Could you set down exactly the lines of the data below, starting at the one that holds "File::create(path)" and ending at the one that holds "if let Err(err)", both included, and only those?

** Opening TASK INPUTS block **

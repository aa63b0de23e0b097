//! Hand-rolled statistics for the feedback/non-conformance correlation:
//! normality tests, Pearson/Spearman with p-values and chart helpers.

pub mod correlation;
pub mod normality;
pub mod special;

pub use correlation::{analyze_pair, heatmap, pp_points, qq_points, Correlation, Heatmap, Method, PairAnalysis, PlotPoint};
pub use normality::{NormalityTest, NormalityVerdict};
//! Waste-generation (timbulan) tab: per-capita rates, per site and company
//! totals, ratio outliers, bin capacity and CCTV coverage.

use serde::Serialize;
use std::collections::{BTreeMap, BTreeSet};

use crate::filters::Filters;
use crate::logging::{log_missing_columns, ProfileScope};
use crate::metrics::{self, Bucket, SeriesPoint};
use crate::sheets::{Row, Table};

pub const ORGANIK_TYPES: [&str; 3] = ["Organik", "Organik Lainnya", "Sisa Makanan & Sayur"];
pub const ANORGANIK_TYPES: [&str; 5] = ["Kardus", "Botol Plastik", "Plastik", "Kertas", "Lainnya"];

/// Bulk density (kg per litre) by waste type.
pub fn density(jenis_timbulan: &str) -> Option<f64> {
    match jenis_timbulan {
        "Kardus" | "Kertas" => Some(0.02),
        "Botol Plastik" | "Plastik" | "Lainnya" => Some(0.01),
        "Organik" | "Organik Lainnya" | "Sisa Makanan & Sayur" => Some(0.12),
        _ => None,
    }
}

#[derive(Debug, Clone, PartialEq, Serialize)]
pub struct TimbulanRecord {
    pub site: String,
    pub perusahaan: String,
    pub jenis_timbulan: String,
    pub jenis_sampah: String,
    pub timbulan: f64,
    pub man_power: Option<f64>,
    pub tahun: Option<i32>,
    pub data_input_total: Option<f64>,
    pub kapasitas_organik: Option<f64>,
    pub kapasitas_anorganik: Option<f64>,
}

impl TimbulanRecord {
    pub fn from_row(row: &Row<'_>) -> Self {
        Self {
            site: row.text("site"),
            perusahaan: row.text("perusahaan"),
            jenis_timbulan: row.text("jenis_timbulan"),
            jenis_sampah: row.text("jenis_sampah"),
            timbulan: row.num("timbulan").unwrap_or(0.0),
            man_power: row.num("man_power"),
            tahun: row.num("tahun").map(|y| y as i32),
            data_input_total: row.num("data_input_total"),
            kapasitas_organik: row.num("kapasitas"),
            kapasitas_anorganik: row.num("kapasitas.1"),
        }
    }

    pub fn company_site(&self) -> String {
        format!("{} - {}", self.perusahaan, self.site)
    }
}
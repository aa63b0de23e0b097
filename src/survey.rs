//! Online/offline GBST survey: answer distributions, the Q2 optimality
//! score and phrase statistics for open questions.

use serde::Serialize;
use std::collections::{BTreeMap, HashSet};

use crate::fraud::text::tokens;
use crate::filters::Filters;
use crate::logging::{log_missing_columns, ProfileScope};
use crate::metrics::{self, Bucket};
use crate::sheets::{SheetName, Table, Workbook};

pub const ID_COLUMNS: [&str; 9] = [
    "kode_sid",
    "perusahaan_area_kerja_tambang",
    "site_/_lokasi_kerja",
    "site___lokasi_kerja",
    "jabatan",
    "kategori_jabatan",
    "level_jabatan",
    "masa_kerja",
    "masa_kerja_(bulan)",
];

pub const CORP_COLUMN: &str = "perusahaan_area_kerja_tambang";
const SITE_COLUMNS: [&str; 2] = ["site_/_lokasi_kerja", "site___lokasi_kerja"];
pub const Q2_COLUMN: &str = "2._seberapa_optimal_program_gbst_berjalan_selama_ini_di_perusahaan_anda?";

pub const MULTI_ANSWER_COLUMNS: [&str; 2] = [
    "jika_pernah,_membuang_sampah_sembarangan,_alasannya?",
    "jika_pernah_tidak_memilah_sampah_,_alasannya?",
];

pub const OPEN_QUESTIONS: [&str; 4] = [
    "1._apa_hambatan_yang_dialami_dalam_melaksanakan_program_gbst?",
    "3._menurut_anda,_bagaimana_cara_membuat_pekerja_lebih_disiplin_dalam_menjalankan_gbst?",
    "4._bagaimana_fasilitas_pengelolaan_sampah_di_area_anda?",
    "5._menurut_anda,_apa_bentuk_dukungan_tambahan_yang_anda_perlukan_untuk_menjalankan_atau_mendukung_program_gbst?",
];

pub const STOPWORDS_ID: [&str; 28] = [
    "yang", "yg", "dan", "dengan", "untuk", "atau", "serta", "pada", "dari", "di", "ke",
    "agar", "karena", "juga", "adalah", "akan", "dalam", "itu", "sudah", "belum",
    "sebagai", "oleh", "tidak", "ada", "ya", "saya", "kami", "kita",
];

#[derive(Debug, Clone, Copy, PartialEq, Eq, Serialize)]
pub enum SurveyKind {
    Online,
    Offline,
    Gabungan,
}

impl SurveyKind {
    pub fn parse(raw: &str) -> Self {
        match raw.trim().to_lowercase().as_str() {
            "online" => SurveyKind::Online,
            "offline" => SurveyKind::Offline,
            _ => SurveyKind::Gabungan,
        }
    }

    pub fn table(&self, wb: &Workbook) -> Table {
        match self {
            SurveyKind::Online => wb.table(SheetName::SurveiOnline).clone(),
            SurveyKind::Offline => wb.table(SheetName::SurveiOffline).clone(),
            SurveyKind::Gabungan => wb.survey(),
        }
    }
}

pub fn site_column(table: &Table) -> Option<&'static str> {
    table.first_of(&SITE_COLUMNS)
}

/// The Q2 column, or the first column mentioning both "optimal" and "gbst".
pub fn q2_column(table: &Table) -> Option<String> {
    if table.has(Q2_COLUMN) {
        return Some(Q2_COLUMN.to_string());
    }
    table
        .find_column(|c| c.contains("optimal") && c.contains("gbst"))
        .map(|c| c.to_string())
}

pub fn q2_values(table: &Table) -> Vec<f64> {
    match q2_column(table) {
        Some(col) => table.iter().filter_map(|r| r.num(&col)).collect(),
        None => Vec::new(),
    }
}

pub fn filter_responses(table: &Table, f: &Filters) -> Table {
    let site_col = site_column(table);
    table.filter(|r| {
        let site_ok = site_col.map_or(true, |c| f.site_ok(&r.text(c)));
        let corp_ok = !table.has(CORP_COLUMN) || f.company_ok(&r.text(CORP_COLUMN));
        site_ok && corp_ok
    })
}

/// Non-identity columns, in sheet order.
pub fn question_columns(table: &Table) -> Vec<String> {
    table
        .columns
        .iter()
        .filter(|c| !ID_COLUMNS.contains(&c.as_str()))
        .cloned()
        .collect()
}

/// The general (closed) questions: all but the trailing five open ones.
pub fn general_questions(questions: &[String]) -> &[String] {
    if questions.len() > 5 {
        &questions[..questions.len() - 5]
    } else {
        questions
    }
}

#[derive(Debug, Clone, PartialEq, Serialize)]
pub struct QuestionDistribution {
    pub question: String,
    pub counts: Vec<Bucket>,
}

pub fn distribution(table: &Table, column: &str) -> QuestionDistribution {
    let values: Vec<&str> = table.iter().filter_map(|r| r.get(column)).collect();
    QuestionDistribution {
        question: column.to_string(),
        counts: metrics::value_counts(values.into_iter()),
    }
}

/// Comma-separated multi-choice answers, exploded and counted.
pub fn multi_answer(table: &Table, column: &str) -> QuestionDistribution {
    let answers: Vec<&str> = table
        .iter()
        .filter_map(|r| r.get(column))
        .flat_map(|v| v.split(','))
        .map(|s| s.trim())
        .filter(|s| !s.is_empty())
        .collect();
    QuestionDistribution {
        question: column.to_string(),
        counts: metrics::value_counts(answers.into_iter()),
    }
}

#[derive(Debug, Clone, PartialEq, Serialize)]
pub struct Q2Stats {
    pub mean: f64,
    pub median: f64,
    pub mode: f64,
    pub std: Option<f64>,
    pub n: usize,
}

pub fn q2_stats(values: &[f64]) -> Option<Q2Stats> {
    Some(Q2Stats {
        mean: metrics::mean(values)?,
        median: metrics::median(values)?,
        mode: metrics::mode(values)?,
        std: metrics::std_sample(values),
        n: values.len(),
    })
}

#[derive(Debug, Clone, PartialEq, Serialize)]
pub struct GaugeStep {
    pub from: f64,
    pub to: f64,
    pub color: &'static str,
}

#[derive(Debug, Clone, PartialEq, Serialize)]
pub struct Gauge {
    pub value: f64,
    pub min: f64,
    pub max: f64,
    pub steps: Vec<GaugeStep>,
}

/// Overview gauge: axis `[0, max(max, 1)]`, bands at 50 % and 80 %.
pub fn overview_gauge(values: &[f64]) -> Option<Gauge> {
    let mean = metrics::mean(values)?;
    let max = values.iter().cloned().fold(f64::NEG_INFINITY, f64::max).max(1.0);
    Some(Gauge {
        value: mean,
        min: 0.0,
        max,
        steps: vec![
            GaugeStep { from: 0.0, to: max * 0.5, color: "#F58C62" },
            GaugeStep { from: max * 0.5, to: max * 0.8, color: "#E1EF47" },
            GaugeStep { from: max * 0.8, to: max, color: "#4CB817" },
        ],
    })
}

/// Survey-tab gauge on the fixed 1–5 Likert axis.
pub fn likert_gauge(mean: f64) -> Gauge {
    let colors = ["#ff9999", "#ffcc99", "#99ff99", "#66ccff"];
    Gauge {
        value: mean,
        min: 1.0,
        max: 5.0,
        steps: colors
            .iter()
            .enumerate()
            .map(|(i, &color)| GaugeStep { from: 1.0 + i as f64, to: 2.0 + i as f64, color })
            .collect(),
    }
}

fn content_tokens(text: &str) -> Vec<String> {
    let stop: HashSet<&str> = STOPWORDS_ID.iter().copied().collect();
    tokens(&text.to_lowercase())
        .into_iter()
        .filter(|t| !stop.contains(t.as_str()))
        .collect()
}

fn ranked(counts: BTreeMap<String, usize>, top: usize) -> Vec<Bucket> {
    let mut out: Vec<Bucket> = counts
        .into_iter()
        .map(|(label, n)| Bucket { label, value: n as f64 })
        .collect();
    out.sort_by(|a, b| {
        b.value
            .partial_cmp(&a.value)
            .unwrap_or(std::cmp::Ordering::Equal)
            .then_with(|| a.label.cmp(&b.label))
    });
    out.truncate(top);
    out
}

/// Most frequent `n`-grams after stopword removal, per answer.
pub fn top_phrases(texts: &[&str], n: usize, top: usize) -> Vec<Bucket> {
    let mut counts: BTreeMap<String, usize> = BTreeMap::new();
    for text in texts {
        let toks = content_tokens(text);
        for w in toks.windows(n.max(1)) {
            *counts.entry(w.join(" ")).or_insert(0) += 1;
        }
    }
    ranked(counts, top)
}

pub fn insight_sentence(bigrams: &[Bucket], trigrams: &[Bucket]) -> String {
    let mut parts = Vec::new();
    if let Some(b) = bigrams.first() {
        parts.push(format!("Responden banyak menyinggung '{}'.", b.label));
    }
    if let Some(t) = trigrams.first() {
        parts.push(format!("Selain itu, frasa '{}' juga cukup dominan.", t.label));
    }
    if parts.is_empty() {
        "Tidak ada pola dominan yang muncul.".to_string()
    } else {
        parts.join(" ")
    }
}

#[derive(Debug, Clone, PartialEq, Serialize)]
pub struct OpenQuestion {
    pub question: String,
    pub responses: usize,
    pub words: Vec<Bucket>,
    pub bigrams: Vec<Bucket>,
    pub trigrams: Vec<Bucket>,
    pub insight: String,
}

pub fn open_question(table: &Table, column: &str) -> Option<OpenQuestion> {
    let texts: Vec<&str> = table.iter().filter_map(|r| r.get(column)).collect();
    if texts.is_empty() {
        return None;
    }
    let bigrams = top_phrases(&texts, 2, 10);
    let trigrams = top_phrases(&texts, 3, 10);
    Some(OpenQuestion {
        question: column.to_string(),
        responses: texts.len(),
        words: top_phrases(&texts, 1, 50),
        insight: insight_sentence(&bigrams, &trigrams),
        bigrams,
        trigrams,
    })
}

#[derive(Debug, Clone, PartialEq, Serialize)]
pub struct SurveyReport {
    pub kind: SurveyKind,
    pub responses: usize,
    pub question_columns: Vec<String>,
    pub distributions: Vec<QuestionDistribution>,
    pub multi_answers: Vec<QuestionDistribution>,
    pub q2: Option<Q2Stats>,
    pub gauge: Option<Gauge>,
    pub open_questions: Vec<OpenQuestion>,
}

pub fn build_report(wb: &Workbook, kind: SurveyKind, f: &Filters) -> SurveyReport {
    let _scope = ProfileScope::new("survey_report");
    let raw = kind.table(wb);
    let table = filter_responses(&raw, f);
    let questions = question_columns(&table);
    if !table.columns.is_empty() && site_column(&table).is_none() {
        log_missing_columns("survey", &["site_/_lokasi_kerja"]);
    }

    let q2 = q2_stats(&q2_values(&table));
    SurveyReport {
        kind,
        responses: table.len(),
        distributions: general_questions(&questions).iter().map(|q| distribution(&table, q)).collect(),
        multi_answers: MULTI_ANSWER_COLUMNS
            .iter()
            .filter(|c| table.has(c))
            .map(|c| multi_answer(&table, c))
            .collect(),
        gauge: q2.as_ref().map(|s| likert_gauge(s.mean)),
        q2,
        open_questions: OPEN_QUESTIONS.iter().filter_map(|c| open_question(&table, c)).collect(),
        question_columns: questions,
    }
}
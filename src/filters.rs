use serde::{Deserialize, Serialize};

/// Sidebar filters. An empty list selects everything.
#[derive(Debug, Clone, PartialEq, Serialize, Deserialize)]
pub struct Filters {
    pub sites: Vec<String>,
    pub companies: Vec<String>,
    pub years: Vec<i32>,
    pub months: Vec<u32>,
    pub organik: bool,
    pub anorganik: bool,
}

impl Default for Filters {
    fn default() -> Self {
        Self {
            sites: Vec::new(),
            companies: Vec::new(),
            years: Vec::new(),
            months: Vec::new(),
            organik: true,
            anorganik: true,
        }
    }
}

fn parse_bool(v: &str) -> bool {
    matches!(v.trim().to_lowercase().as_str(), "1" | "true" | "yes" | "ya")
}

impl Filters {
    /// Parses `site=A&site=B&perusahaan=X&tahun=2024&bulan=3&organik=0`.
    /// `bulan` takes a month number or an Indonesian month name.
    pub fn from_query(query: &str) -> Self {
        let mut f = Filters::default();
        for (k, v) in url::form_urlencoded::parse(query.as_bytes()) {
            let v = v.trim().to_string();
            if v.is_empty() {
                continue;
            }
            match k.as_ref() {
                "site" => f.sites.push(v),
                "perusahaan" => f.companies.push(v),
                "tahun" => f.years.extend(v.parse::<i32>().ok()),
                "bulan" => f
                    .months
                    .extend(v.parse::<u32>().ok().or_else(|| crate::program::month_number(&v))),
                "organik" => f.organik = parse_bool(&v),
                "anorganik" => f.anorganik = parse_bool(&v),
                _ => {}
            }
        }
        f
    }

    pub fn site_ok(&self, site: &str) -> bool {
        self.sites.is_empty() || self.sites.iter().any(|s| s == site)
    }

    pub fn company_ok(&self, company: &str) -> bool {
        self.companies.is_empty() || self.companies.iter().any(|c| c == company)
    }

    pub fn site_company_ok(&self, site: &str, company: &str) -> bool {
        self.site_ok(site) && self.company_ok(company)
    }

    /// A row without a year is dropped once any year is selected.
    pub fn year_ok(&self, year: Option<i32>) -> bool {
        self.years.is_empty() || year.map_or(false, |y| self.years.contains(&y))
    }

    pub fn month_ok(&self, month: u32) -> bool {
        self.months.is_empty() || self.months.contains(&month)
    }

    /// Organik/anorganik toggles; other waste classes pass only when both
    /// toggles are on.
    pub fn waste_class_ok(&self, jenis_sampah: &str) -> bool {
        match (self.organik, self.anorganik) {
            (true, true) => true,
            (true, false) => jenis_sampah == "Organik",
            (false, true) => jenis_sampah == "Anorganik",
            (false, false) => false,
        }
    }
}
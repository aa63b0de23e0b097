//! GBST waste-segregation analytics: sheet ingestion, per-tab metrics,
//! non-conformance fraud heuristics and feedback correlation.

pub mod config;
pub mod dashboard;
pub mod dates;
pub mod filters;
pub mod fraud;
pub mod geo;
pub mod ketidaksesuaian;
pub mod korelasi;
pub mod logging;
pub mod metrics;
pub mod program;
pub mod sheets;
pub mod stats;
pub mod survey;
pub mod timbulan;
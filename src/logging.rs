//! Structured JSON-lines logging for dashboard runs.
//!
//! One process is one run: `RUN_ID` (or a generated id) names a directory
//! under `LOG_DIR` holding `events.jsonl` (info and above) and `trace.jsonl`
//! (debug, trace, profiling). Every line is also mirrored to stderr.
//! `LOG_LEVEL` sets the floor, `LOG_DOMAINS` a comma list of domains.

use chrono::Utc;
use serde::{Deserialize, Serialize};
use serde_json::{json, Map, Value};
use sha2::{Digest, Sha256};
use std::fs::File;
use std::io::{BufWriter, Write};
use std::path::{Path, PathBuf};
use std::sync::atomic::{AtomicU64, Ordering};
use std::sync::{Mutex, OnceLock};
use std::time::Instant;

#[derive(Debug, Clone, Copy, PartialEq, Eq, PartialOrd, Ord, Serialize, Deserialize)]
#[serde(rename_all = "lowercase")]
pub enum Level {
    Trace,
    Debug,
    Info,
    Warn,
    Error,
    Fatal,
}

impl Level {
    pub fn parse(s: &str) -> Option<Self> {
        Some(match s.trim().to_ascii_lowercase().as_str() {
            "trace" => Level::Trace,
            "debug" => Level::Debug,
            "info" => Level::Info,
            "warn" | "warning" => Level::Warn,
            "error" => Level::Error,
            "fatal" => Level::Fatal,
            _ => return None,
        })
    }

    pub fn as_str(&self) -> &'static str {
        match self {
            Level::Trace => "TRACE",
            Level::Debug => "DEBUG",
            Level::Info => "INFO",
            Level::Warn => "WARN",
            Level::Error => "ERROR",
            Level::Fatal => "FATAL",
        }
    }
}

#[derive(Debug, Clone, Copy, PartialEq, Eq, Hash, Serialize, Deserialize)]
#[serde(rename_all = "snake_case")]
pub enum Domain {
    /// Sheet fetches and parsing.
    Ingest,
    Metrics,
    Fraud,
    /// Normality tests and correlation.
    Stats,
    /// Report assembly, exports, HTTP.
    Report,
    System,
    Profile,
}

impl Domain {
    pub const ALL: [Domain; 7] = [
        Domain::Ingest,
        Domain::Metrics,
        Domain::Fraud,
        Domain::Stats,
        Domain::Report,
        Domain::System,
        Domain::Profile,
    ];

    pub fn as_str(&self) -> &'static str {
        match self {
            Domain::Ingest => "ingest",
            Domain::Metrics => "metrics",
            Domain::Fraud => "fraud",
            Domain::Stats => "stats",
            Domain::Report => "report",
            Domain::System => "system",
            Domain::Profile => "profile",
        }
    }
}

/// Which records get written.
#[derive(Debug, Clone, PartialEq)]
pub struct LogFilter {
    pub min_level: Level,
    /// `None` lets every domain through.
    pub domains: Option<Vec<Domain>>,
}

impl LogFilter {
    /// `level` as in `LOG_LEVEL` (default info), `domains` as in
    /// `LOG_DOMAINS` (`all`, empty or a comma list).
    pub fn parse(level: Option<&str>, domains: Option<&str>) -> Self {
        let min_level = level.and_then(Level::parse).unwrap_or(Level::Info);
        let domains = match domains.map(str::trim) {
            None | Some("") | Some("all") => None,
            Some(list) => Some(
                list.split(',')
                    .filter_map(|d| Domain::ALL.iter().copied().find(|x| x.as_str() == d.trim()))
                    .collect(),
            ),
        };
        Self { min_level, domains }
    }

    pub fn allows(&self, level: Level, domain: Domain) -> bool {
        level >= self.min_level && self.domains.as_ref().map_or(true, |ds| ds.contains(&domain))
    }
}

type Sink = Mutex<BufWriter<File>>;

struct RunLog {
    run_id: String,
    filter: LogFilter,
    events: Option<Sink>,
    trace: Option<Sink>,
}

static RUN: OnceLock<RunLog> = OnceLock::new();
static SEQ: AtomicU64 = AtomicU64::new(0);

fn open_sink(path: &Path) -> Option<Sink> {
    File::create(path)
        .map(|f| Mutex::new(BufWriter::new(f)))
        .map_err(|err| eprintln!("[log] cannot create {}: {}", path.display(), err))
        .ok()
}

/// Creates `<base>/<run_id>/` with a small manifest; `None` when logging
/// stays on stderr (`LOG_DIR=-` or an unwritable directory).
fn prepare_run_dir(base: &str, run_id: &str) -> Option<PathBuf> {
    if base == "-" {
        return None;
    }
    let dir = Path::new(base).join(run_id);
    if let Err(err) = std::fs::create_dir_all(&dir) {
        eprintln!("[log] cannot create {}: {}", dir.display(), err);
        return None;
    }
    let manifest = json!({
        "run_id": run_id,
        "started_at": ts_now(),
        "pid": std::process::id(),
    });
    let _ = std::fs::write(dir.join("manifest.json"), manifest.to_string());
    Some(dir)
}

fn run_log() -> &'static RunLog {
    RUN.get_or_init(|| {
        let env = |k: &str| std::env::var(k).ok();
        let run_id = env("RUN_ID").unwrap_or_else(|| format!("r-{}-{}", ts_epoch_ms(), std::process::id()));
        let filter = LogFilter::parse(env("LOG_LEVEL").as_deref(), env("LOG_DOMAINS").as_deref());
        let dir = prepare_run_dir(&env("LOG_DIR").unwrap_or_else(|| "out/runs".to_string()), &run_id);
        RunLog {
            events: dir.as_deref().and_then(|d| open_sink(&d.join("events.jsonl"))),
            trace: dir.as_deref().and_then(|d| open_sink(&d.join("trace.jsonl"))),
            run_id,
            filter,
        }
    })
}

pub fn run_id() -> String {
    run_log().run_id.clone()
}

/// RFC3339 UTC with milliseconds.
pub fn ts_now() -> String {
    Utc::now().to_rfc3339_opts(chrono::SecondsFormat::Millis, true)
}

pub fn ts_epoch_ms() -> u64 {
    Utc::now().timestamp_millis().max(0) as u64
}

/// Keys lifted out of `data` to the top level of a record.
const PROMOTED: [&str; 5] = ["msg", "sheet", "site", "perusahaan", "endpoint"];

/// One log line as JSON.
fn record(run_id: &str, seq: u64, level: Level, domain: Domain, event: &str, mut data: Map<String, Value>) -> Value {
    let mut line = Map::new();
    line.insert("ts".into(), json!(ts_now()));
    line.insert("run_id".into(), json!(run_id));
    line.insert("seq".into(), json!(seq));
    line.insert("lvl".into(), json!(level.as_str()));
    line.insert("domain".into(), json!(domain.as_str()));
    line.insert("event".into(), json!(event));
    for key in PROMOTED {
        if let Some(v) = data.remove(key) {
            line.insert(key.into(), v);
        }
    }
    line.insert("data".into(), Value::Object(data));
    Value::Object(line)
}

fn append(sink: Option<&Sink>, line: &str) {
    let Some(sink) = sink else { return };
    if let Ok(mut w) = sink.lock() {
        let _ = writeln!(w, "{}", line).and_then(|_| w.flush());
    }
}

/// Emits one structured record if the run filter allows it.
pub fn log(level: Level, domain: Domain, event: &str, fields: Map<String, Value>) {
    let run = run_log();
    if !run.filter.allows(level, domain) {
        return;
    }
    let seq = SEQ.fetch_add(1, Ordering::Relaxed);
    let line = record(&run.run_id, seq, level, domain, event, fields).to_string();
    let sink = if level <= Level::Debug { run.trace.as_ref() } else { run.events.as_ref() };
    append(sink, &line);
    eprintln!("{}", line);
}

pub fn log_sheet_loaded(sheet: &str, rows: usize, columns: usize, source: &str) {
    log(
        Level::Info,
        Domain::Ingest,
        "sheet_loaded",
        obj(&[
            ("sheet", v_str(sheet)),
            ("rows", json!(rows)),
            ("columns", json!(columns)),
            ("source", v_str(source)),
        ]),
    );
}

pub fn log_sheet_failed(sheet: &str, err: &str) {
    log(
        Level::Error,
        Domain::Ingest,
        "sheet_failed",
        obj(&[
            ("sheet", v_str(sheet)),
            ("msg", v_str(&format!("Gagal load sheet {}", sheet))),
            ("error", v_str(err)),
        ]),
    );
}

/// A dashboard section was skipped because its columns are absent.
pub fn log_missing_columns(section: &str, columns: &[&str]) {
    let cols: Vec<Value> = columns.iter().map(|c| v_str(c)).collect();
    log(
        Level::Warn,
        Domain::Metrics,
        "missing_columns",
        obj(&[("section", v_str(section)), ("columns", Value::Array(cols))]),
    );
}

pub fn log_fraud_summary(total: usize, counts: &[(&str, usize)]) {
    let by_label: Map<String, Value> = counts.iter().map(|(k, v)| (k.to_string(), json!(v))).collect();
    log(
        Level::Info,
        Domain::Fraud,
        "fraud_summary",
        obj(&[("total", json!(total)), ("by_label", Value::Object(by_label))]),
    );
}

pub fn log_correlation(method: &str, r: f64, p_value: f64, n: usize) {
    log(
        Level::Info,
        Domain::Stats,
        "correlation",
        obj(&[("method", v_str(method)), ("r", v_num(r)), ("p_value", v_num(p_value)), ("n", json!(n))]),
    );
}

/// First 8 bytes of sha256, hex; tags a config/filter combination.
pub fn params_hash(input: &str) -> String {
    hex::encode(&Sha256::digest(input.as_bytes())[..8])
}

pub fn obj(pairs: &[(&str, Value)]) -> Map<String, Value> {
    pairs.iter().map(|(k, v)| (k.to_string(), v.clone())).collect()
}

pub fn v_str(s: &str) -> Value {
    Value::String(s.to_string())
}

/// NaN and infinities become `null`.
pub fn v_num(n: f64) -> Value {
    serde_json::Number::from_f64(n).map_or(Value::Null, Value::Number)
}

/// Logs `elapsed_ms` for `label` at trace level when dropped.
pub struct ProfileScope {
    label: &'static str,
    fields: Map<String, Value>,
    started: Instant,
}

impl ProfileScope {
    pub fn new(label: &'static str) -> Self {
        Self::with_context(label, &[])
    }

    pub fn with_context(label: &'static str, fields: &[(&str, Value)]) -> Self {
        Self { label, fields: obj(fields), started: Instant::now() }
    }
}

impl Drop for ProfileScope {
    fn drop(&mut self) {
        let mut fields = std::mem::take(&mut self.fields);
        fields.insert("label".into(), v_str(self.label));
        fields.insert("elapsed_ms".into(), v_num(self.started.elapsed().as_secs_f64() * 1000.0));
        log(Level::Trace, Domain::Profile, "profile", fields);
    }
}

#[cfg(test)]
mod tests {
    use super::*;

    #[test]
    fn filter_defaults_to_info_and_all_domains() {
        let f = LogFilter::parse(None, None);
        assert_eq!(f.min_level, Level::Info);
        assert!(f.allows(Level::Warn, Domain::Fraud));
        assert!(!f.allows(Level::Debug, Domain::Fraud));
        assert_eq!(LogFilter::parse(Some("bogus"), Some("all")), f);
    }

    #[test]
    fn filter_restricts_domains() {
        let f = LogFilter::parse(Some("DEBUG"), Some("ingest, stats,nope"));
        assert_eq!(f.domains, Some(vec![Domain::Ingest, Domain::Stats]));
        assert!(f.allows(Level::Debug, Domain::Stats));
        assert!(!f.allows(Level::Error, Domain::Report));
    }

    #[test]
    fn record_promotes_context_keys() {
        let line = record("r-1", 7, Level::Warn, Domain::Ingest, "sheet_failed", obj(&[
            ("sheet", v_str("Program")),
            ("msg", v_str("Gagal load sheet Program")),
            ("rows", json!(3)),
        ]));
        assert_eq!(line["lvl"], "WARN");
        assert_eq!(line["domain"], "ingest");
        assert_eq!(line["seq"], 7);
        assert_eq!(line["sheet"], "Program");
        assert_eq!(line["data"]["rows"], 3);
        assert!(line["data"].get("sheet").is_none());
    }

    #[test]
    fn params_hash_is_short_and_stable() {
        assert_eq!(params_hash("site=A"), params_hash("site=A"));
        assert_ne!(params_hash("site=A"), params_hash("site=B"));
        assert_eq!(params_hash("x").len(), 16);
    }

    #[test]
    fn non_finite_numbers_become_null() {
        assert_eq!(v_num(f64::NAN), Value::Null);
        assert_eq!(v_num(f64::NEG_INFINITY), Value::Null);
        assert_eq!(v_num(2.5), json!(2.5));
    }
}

** Closing TASK INPUTS block **

→ **SOLUTION**:
    File::create(path)
        .map(|f| Mutex::new(BufWriter::new(f)))
        .map_err(|err| eprintln!("[log] cannot create {}: {}", path.display(), err))
        .ok()
}

/// Creates `<base>/<run_id>/` with a small manifest; `None` when logging
/// stays on stderr (`LOG_DIR=-` or an unwritable directory).
fn prepare_run_dir(base: &str, run_id: &str) -> Option<PathBuf> {
    if base == "-" {
        return None;
    }
    let dir = Path::new(base).join(run_id);
    if let Err(err) = std::fs::create_dir_all(&dir) {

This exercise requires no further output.